No, just halfs-heimers. :lol: 

Dave


----------



## kurtak (Dec 19, 2015)

FrugalRefiner said:


> g_axelsson said:
> 
> 
> > Am I getting Alzheimers?
> ...



Or maybe its OLD Timer's :shock: :twisted: :mrgreen: 

Kurt


----------



## g_axelsson (Dec 19, 2015)

kurtak said:


> FrugalRefiner said:
> 
> 
> > g_axelsson said:
> ...


That's the one! I definitely suffer from that! :lol: 

Göran


----------



## kurtak (Dec 19, 2015)

Just passing on some of the love you guys were KILLING ME with yesterday :twisted: :mrgreen: 

Kurt


----------



## rucito (Dec 19, 2015)

150gr.


----------



## geedigity (Dec 19, 2015)

132 grams


----------



## MarcoP (Dec 20, 2015)

Let's try with 111,11gr.

Marco


----------



## richard2013 (Dec 20, 2015)

kurtak and modtheworld44 now guess 3.2Toz so if they win the price will be like a tool refine 50 50 :mrgreen: 

I did not won in company raffle daw lately, hope i will be lucky in here, hehehe


----------



## kurtak (Dec 21, 2015)

spaceships said:


> It's all dropped now- time to clean and dry it 8) 8)

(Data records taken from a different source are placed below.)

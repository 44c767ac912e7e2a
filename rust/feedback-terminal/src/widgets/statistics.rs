use feedback_tally::{Highlight, Locale, TallySummary, statistic_lines};
use ratatui::{prelude::*, widgets::Paragraph};

/// Read-only list of the three counts, the total and the positive
/// percentage.
pub struct StatisticsPanel {
    /// Numbers to show
    pub summary: TallySummary,
    /// Label table for the captions
    pub locale: Locale,
}

fn highlight_style(highlight: Highlight) -> Style {
    match highlight {
        Highlight::Plain => Style::new(),
        Highlight::Total => Style::new().fg(Color::LightBlue),
        Highlight::Positive => Style::new().fg(Color::LightGreen),
    }
}

impl Widget for StatisticsPanel {
    fn render(self, area: Rect, buf: &mut Buffer)
    where
        Self: Sized,
    {
        let lines: Vec<Line> = statistic_lines(&self.summary, self.locale)
            .into_iter()
            .map(|line| {
                Line::from(vec![
                    Span::raw(line.marker),
                    Span::raw(" "),
                    Span::raw(line.label),
                    Span::raw(": "),
                    Span::raw(line.value).bold(),
                ])
                .style(highlight_style(line.highlight))
            })
            .collect();

        Paragraph::new(lines).render(area, buf);
    }
}
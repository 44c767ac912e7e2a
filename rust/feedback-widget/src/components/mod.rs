//! Leptos UI components for the feedback widget.

mod feedback_options;
mod notification;
mod section;
mod statistics;

pub use feedback_options::*;
pub use notification::*;
pub use section::*;
pub use statistics::*;

use feedback_tally::{Category, DisplayState, FeedbackTally, Heading, Locale};
use leptos::prelude::*;

/// Root component for the feedback widget.
///
/// Owns the session's tally. Activating an option records it, and the
/// statistics section re-renders from the signal: the empty notice while
/// nothing has been recorded, the statistics panel afterwards.
#[component]
pub fn FeedbackApp(
    /// Label table; Ukrainian unless given.
    #[prop(optional)]
    locale: Locale,
) -> impl IntoView {
    let tally = RwSignal::new(FeedbackTally::default());

    let on_leave_feedback =
        move |category: Category| tally.update(|tally| tally.record(category));

    view! {
        <div class="bg-gray-50 min-h-screen flex items-center justify-center p-4">
            <div class="max-w-2xl w-full bg-white p-8 rounded-2xl shadow-lg">
                <Section title=locale.heading(Heading::Prompt)>
                    <FeedbackOptions
                        options=Category::ALL.to_vec()
                        locale=locale
                        on_leave_feedback=on_leave_feedback
                    />
                </Section>

                <Section title=locale.heading(Heading::Statistics)>
                    {move || match tally.get().display_state() {
                        DisplayState::Empty => view! {
                            <Notification message=locale.empty_notice() />
                        }.into_any(),
                        DisplayState::Statistics(summary) => view! {
                            <Statistics summary=summary locale=locale />
                        }.into_any(),
                    }}
                </Section>
            </div>
        </div>
    }
}
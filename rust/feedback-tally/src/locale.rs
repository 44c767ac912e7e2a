//! Static label tables.
//!
//! Every displayed string is looked up here by an exhaustive `match`, per
//! [`Locale`]. Option labels are the one lookup that may be missing: when a
//! locale has no translation for a category, the capitalized category key
//! is shown instead.

use std::{fmt, str::FromStr};

use crate::{Category, FeedbackTallyError};

/// The label table used to render the widget.
#[derive(Debug, Default, Clone, Copy, PartialEq, Eq, Hash)]
pub enum Locale {
    /// Ukrainian labels
    #[default]
    Ukrainian,
    /// English labels; option controls fall back to the category keys
    English,
}

/// The two section headings.
#[derive(Debug, Clone, Copy, PartialEq, Eq)]
pub enum Heading {
    /// Heading above the option selector
    Prompt,
    /// Heading above the statistics panel or the empty notice
    Statistics,
}

impl Locale {
    /// The short code used on the command line
    pub fn code(self) -> &'static str {
        match self {
            Locale::Ukrainian => "uk",
            Locale::English => "en",
        }
    }

    /// The translated option label for `category`, if this locale has one
    pub fn translation(self, category: Category) -> Option<&'static str> {
        match (self, category) {
            (Locale::Ukrainian, Category::Good) => Some("Добре"),
            (Locale::Ukrainian, Category::Neutral) => Some("Нейтрально"),
            (Locale::Ukrainian, Category::Bad) => Some("Погано"),
            (Locale::English, _) => None,
        }
    }

    /// The label on the activation control for `category`
    pub fn option_label(self, category: Category) -> String {
        match self.translation(category) {
            Some(label) => label.to_string(),
            None => capitalize(category.key()),
        }
    }

    /// The label in front of `category`'s count in the statistics panel
    pub fn category_label(self, category: Category) -> &'static str {
        match (self, category) {
            (Locale::Ukrainian, Category::Good) => "Добре",
            (Locale::Ukrainian, Category::Neutral) => "Нейтрально",
            (Locale::Ukrainian, Category::Bad) => "Погано",
            (Locale::English, Category::Good) => "Good",
            (Locale::English, Category::Neutral) => "Neutral",
            (Locale::English, Category::Bad) => "Bad",
        }
    }

    /// The label in front of the total count
    pub fn total_label(self) -> &'static str {
        match self {
            Locale::Ukrainian => "Всього відгуків",
            Locale::English => "Total feedback",
        }
    }

    /// The label in front of the positive percentage
    pub fn positive_label(self) -> &'static str {
        match self {
            Locale::Ukrainian => "Позитивні відгуки",
            Locale::English => "Positive feedback",
        }
    }

    /// The title of a section
    pub fn heading(self, heading: Heading) -> &'static str {
        match (self, heading) {
            (Locale::Ukrainian, Heading::Prompt) => "Будь ласка, залиште відгук",
            (Locale::Ukrainian, Heading::Statistics) => "Статистика",
            (Locale::English, Heading::Prompt) => "Please leave feedback",
            (Locale::English, Heading::Statistics) => "Statistics",
        }
    }

    /// The message shown while nothing has been recorded
    pub fn empty_notice(self) -> &'static str {
        match self {
            Locale::Ukrainian => "Відгуків ще немає",
            Locale::English => "No feedback yet",
        }
    }
}

impl fmt::Display for Locale {
    fn fmt(&self, f: &mut fmt::Formatter<'_>) -> fmt::Result {
        f.write_str(self.code())
    }
}

impl FromStr for Locale {
    type Err = FeedbackTallyError;

    fn from_str(s: &str) -> Result<Self, Self::Err> {
        match s.to_ascii_lowercase().as_str() {
            "uk" | "ukrainian" => Ok(Locale::Ukrainian),
            "en" | "english" => Ok(Locale::English),
            _ => Err(FeedbackTallyError::UnknownLocale(s.to_string())),
        }
    }
}

/// Uppercases the first character of `key`.
fn capitalize(key: &str) -> String {
    let mut chars = key.chars();
    match chars.next() {
        Some(first) => first.to_uppercase().chain(chars).collect(),
        None => String::new(),
    }
}

#[cfg(test)]
mod tests {
    use super::*;
    use pretty_assertions::assert_eq;
    use testresult::TestResult;

    #[test]
    fn it_uses_translations_when_present() {
        let labels: Vec<String> = Category::ALL
            .into_iter()
            .map(|category| Locale::Ukrainian.option_label(category))
            .collect();

        assert_eq!(labels, vec!["Добре", "Нейтрально", "Погано"]);
    }

    #[test]
    fn it_falls_back_to_capitalized_keys() {
        let labels: Vec<String> = Category::ALL
            .into_iter()
            .map(|category| Locale::English.option_label(category))
            .collect();

        assert_eq!(labels, vec!["Good", "Neutral", "Bad"]);
    }

    #[test]
    fn it_capitalizes_only_the_first_character() {
        assert_eq!(capitalize("neutral"), "Neutral");
        assert_eq!(capitalize("n"), "N");
        assert_eq!(capitalize(""), "");
    }

    #[test]
    fn it_parses_locale_codes_and_names() -> TestResult {
        assert_eq!("uk".parse::<Locale>()?, Locale::Ukrainian);
        assert_eq!("Ukrainian".parse::<Locale>()?, Locale::Ukrainian);
        assert_eq!("EN".parse::<Locale>()?, Locale::English);
        assert_eq!("english".parse::<Locale>()?, Locale::English);
        assert_eq!(
            "fr".parse::<Locale>(),
            Err(FeedbackTallyError::UnknownLocale("fr".into()))
        );
        Ok(())
    }

    #[test]
    fn it_round_trips_its_own_codes() -> TestResult {
        for locale in [Locale::Ukrainian, Locale::English] {
            assert_eq!(locale.to_string().parse::<Locale>()?, locale);
        }
        Ok(())
    }
}
use ratatui::{prelude::*, widgets::Block};

/// A bordered region with a bold title wrapping another widget.
pub struct Section<W> {
    /// Title drawn on the top border
    pub title: &'static str,
    /// Widget drawn inside the border
    pub body: W,
}

impl<W: Widget> Widget for Section<W> {
    fn render(self, area: Rect, buf: &mut Buffer)
    where
        Self: Sized,
    {
        let block = Block::bordered().title(Line::from(self.title).bold());
        let inner = block.inner(area);

        block.render(area, buf);
        self.body.render(inner, buf);
    }
}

:shock: OH NO --- that was Friday --- don't tell me your melting dish broke & now you are trying to pick all the little beads up off the floor :lol: (just kidding)

Kurt


----------



## martyn111 (Dec 23, 2015)

kurtak said:


> spaceships said:
> 
> 
> > It's all dropped now- time to clean and dry it 8) 8)
> ...




I heard that Jon was having a custom one built to enable him to melt it all in one go!!!!!!


----------



## pattt (Dec 23, 2015)

:?: :?: :!: :!: mmm? 4 toz :?: :?: 

pattt


----------



## Anonymous (Dec 24, 2015)

kurtak said:


> spaceships said:
> 
> 
> > It's all dropped now- time to clean and dry it 8) 8)
> ...



*grits teeth and cringes* - actually you're not a million miles away from the truth Kurt...... 

The two differences are that it was powder and it was dirt..... I've got it all back but I know have to play at being a miner and separate it from the soil. :shock: :shock: 

Hey ho- there's a fun little project for the next few days. It happens, and this one was completely out of my control but it'll come good.


----------



## kurtak (Dec 24, 2015)

spaceships said:


> kurtak said:
> 
> 
> > spaceships said:
> ...



:shock: (that's the ohh bummer look) I HATE it when that happens (speaking from experience)  

I always look over my shoulder hoping nobody else saw it - even when I know nobody else is around :lol: 

That of course is then followed by a whole lot of words I can't post on the forum :mrgreen: 

Kurt


----------



## Anonymous (Dec 24, 2015)

I cannot even begin to tell you the words that fell from my sweet innocent lips...... 8) 8) 

The gold IS a lovely colour though it's just mixed with darker soil haha. I'll get it all out though no problem, it's just a bummer having to reprocess it. As you said Kurt, it's something that does happen to everyone at some point and I don't mind admitting it because maybe it'll prevent someone else doing it!


----------



## g_axelsson (Dec 24, 2015)

spaceships said:


> I cannot even begin to tell you the words that fell from my sweet innocent lips...... 8) 8)


Speaking for the moderators, we are thankful for that. 8) 


spaceships said:


> The gold IS a lovely colour though it's just mixed with darker soil haha. I'll get it all out though no problem, it's just a bummer having to reprocess it. As you said Kurt, it's something that does happen to everyone at some point and I don't mind admitting it because maybe it'll prevent someone else doing it!


Speaking for Harold, incineration is your friend. 8) 

My tale starts with me in a hurry to meet a client and picked together a few hings to show, putting my small glass bottle with 10g of gold powder on top. Closed the door and turned to the stairs when I see the bottle sliding off the pile... spilling gold powder over my pants and getting crushed against the concrete stairs in a yellow puff. Half an hour on my knees swabbing the stairs over two floors brought back 5g in the end. I had a yellow patch on my pants for a couple of days but realized it would cost more to buy new pants if I incinerated them... :lol: 

A year later I mourn the loss of the small flask more than the gold. It was a 25mm erlenmayer flask with a small ground glass stopper. I haven't been able to find a new one like that.

Göran


----------



## GOLDbuyerCA (Dec 24, 2015)

i will guess, 58 to 62 Grams, Thanks for getting me going on is it 30 micro inches, or is it 30 micro inches. Your a good board contributor, wish you well your end. eyes down for the gold folks.


----------



## solar_plasma (Dec 24, 2015)

g_axelsson said:


> Speaking for Harold, incineration is your friend. 8)
> 
> Göran




Exactly this was my first thought when I read Jon's post  8)


----------



## jason_recliner (Dec 24, 2015)

66 grams


----------